Trading At Par: Key Levels For The USD/CHF
Shain Vernier • 1 min read
It is a relatively lazy Monday morning across the majors, with range bound markets dominating the U.S. session. The USD has performed moderately well, posting gains against the Euro, Japanese yen and Swiss franc. With no big economic releases on the calendar for today, a rotational trading strategy will give us the best chance at taking a few pips out of the market.

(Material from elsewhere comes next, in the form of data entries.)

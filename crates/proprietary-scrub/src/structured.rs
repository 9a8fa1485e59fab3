//! Structured cleanup for well-known file shapes and post-cleanup normalization.

use serde_json::Value;
use std::collections::HashSet;
use tracing::debug;

use crate::catalog::ProprietaryRules;
use crate::sanitizer::strip_pattern;

const DEPENDENCY_SECTIONS: &[&str] = &[
    "dependencies",
    "devDependencies",
    "peerDependencies",
    "optionalDependencies",
];

const BUILD_CONFIG_STEMS: &[&str] = &[
    "vite", "webpack", "next", "rollup", "astro", "svelte", "nuxt", "remix",
];

const BUILD_CONFIG_EXTENSIONS: &[&str] = &["js", "cjs", "mjs", "ts", "cts", "mts"];

const SCRIPT_EXTENSIONS: &[&str] = &[
    "js", "jsx", "cjs", "mjs", "ts", "tsx", "cts", "mts", "vue", "svelte", "astro",
];

/// File shapes that get structure-aware cleanup.
#[derive(Debug, Clone, Copy, PartialEq, Eq)]
pub enum FileShape {
    PackageManifest,
    BuildConfig,
    HtmlEntry,
    Other,
}

impl FileShape {
    pub fn of(path: &str) -> Self {
        let name = file_name(path);
        if name == "package.json" {
            return FileShape::PackageManifest;
        }
        if let Some((stem, ext)) = name.split_once(".config.") {
            if BUILD_CONFIG_STEMS.contains(&stem) && BUILD_CONFIG_EXTENSIONS.contains(&ext) {
                return FileShape::BuildConfig;
            }
        }
        if name.ends_with(".html") || name.ends_with(".htm") {
            return FileShape::HtmlEntry;
        }
        FileShape::Other
    }
}

fn file_name(path: &str) -> &str {
    path.rsplit(['/', '\\']).next().unwrap_or(path)
}

fn extension(path: &str) -> Option<&str> {
    file_name(path).rsplit_once('.').map(|(_, ext)| ext)
}

pub(crate) fn is_json(path: &str) -> bool {
    extension(path) == Some("json")
}

pub(crate) fn is_script(path: &str) -> bool {
    extension(path)
        .map(|ext| SCRIPT_EXTENSIONS.contains(&ext))
        .unwrap_or(false)
}

/// Remove suspicious dependencies and the scripts that invoke them.
///
/// Returns `None` when the manifest does not parse or nothing was removed,
/// leaving the original text untouched.
pub(crate) fn clean_manifest(
    rules: &ProprietaryRules,
    content: &str,
) -> Option<(String, Vec<String>)> {
    let mut manifest: Value = match serde_json::from_str(content) {
        Ok(v) => v,
        Err(e) => {
            debug!(error = %e, "package manifest is not valid JSON, skipping structured cleanup");
            return None;
        }
    };
    let root = manifest.as_object_mut()?;

    let mut removed_deps = Vec::new();
    for section in DEPENDENCY_SECTIONS {
        if let Some(deps) = root.get_mut(*section).and_then(Value::as_object_mut) {
            deps.retain(|name, _| {
                if rules.is_suspicious_dependency(name) {
                    removed_deps.push(name.clone());
                    false
                } else {
                    true
                }
            });
        }
    }

    let mut removed_scripts = Vec::new();
    if let Some(scripts) = root.get_mut("scripts").and_then(Value::as_object_mut) {
        scripts.retain(|name, command| {
            let invokes_vendor = command
                .as_str()
                .map(|cmd| rules.dependency_names().any(|dep| cmd.contains(dep)))
                .unwrap_or(false);
            if invokes_vendor {
                removed_scripts.push(name.clone());
            }
            !invokes_vendor
        });
    }

    if removed_deps.is_empty() && removed_scripts.is_empty() {
        return None;
    }

    let mut changes = Vec::new();
    if !removed_deps.is_empty() {
        removed_deps.sort();
        removed_deps.dedup();
        changes.push(format!(
            "Removed proprietary dependencies: {}",
            removed_deps.join(", ")
        ));
    }
    if !removed_scripts.is_empty() {
        changes.push(format!(
            "Removed scripts invoking proprietary tooling: {}",
            removed_scripts.join(", ")
        ));
    }

    let mut serialized = serde_json::to_string_pretty(&manifest).ok()?;
    serialized.push('\n');
    Some((serialized, changes))
}

/// Strip vendor `<script>` blocks, vendor `<meta>` tags and vendor `data-*`
/// attributes from an HTML entry file.
pub(crate) fn clean_html(rules: &ProprietaryRules, text: &mut String, changes: &mut Vec<String>) {
    if let Some(re) = rules.vendor_script() {
        strip_pattern(text, re, "Removed vendor script tags", changes);
    }
    if let Some(re) = rules.vendor_meta() {
        strip_pattern(text, re, "Removed vendor meta tags", changes);
    }
    if let Some(re) = rules.vendor_attribute() {
        strip_pattern(text, re, "Stripped vendor data attributes", changes);
    }
}

/// Trim trailing whitespace, collapse runs of blank lines and repair commas
/// left dangling by earlier removals. In scripts only lines that differ from
/// `original` are repaired, so sparse arrays the author wrote survive.
pub(crate) fn normalize(path: &str, original: &str, text: &str) -> String {
    let mut out = String::with_capacity(text.len());
    let mut blank_run = 0;
    for line in text.lines() {
        let trimmed = line.trim_end();
        if trimmed.is_empty() {
            blank_run += 1;
            if blank_run > 1 {
                continue;
            }
        } else {
            blank_run = 0;
        }
        out.push_str(trimmed);
        out.push('\n');
    }
    if !text.ends_with('\n') {
        out.pop();
    }

    if is_json(path) {
        let every_line = vec![true; out.lines().count() + 1];
        repair_commas(&out, &every_line, true)
    } else if is_script(path) {
        let untouched: HashSet<&str> = original.lines().map(str::trim_end).collect();
        let edited: Vec<bool> = out.lines().map(|l| !untouched.contains(l)).collect();
        repair_commas(&out, &edited, false)
    } else {
        out
    }
}

/// Drop commas that are doubled (`a, , b`) or lead a list (`[ , a`) on the
/// lines flagged in `edited`. When `json` is set, also drop trailing commas
/// before `}` / `]`. String literals and comments are left alone.
fn repair_commas(text: &str, edited: &[bool], json: bool) -> String {
    let chars: Vec<char> = text.chars().collect();
    let mut out = String::with_capacity(text.len());
    let mut i = 0;
    let mut line = 0;
    let mut last_significant: Option<char> = None;

    while i < chars.len() {
        let c = chars[i];
        let skipped_to = match c {
            '"' | '\'' | '`' => {
                last_significant = Some(c);
                Some(skip_string(&chars, i))
            }
            '/' if !json && chars.get(i + 1) == Some(&'/') => Some(
                chars[i..]
                    .iter()
                    .position(|&ch| ch == '\n')
                    .map(|p| i + p)
                    .unwrap_or(chars.len()),
            ),
            '/' if !json && chars.get(i + 1) == Some(&'*') => Some(find_block_end(&chars, i + 2)),
            _ => None,
        };
        if let Some(end) = skipped_to {
            out.extend(&chars[i..end]);
            line += chars[i..end].iter().filter(|&&ch| ch == '\n').count();
            i = end;
            continue;
        }

        if c == ',' && edited.get(line).copied().unwrap_or(false) {
            let next = chars[i + 1..].iter().find(|ch| !ch.is_whitespace()).copied();
            let leading = matches!(last_significant, Some('[') | Some(','));
            let doubled = next == Some(',');
            let trailing = json && matches!(next, Some('}') | Some(']'));
            if leading || doubled || trailing {
                i += 1;
                continue;
            }
        }
        if c == '\n' {
            line += 1;
        }
        out.push(c);
        if !c.is_whitespace() {
            last_significant = Some(c);
        }
        i += 1;
    }
    out
}

fn skip_string(chars: &[char], start: usize) -> usize {
    let quote = chars[start];
    let mut i = start + 1;
    while i < chars.len() {
        match chars[i] {
            '\\' => i += 2,
            '\n' if quote != '`' => return i,
            ch if ch == quote => return i + 1,
            _ => i += 1,
        }
    }
    chars.len()
}

fn find_block_end(chars: &[char], from: usize) -> usize {
    let mut i = from;
    while i + 1 < chars.len() {
        if chars[i] == '*' && chars[i + 1] == '/' {
            return i + 2;
        }
        i += 1;
    }
    chars.len()
}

The dollar has posted solid gains against the franc since the early portion of September. Currently, the USD and CHF are trading at par.
USD/CHF, Daily Chart
The key levels for this market moving forward into the trading week:
Support(1): 62% yearly retracement, .9986
Support(2): 20 Day EMA, .9895
Support(3): Bollinger MP, .9872
Resistance(1): Double top, 1.0037
Resistance(2): Psyche level, 1.0050
Resistance(3): 78% yearly retracement, 1.0134
Bottom Line: Until the market deviates from the 1.0000 area, the USD/CHF is likely to remain in a rotational phase. For the remainder of today’s session, I will be fading the extremes. Longs from .9986 with a stop below .9975 produce a 1:1 R/R for 12 pips on a return to par.
Conversely, 1:1 R/R shorts from the double top of 1.0037 with a stop above 1.0050 yields a 14 pip profit on a regression to value.
For now, I am noncommittal to this market. Premium locations to the bull and bear are a ways off. But, trading rotation successfully is an affordable way to profit from muted price action.